START WORKING DATA

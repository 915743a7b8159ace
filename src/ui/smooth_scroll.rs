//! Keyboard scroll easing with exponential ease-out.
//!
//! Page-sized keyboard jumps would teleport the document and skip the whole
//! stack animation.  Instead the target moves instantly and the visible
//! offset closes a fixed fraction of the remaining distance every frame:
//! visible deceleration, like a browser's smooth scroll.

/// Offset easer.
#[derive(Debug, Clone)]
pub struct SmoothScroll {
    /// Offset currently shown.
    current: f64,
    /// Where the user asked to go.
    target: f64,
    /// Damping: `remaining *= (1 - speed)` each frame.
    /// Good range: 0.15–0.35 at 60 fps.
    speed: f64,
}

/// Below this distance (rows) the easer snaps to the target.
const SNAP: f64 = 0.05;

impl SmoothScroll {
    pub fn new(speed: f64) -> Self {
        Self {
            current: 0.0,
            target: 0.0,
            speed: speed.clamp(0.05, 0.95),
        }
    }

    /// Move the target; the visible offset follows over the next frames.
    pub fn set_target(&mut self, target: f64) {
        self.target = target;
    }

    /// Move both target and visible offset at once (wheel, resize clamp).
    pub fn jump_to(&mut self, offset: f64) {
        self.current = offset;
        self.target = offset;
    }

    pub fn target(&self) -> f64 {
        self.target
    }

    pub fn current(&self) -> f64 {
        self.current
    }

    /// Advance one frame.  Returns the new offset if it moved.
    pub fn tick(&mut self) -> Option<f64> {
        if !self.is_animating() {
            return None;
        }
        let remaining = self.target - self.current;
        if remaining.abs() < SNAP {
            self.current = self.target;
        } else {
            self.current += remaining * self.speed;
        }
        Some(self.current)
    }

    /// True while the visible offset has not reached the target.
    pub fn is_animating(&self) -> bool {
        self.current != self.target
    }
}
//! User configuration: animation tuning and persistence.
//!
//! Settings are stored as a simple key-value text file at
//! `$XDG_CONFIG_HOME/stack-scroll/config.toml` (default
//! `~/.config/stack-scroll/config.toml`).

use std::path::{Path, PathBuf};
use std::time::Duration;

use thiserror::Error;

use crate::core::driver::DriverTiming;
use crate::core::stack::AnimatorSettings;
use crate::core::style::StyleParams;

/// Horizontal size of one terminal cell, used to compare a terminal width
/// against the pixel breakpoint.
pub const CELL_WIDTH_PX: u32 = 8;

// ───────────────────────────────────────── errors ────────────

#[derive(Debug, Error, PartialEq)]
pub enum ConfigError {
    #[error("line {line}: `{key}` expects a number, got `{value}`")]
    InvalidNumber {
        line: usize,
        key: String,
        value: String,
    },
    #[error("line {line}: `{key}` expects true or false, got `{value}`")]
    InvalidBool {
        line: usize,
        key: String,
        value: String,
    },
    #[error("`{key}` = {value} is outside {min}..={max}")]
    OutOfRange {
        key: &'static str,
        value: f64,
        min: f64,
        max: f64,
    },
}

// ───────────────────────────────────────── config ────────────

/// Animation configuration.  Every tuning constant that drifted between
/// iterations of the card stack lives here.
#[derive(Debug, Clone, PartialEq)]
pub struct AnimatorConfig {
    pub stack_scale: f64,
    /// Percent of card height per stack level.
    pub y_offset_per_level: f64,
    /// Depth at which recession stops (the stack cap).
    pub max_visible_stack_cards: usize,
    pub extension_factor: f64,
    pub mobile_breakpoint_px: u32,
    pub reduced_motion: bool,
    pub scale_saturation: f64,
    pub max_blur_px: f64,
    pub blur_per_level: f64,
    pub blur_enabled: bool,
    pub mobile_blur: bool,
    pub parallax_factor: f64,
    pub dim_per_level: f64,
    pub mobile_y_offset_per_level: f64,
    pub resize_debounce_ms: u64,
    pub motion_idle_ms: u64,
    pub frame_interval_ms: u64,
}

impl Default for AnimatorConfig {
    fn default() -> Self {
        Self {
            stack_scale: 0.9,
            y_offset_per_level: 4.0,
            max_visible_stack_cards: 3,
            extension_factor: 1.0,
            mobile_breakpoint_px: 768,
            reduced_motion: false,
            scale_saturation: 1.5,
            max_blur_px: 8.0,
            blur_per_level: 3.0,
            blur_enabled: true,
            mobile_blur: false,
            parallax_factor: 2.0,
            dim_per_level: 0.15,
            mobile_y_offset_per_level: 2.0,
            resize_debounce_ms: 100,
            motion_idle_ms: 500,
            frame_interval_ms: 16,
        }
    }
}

END WORKING DATA

TASK DETAILS ▸ The answer must be a single number: how many lines of the entries contain "Debug".

YOUR SOLUTION ▸ 3